What you have to do:
Among the lines of the material below, how many carry the word "hosts"? Only the number is wanted.

◆ ◆ ◆ ◆ ◆

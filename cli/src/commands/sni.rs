use std::time::Duration;

use anyhow::Context;
use bugscan_common::{config::Config, info, input};
use bugscan_probes::{SniOptions, SniProbe, sni as sni_probe};

use super::{SniArgs, run_scan};

pub async fn sni(args: SniArgs, cfg: &Config) -> anyhow::Result<()> {
    let hosts: Vec<String> = input::read_lines(&args.filename)?;
    if args.deep > 0 {
        info!("Trimming hosts to their last {} labels", args.deep);
    }

    let opts = SniOptions {
        deep: args.deep,
        handshake_timeout: Duration::from_secs(args.timeout),
    };
    let probe: SniProbe = SniProbe::new(opts).context("failed to set up TLS client")?;

    run_scan(probe, sni_probe::jobs(hosts, opts.deep), cfg, "SNI").await;
    Ok(())
}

◆ ◆ ◆ ◆ ◆

Output:
3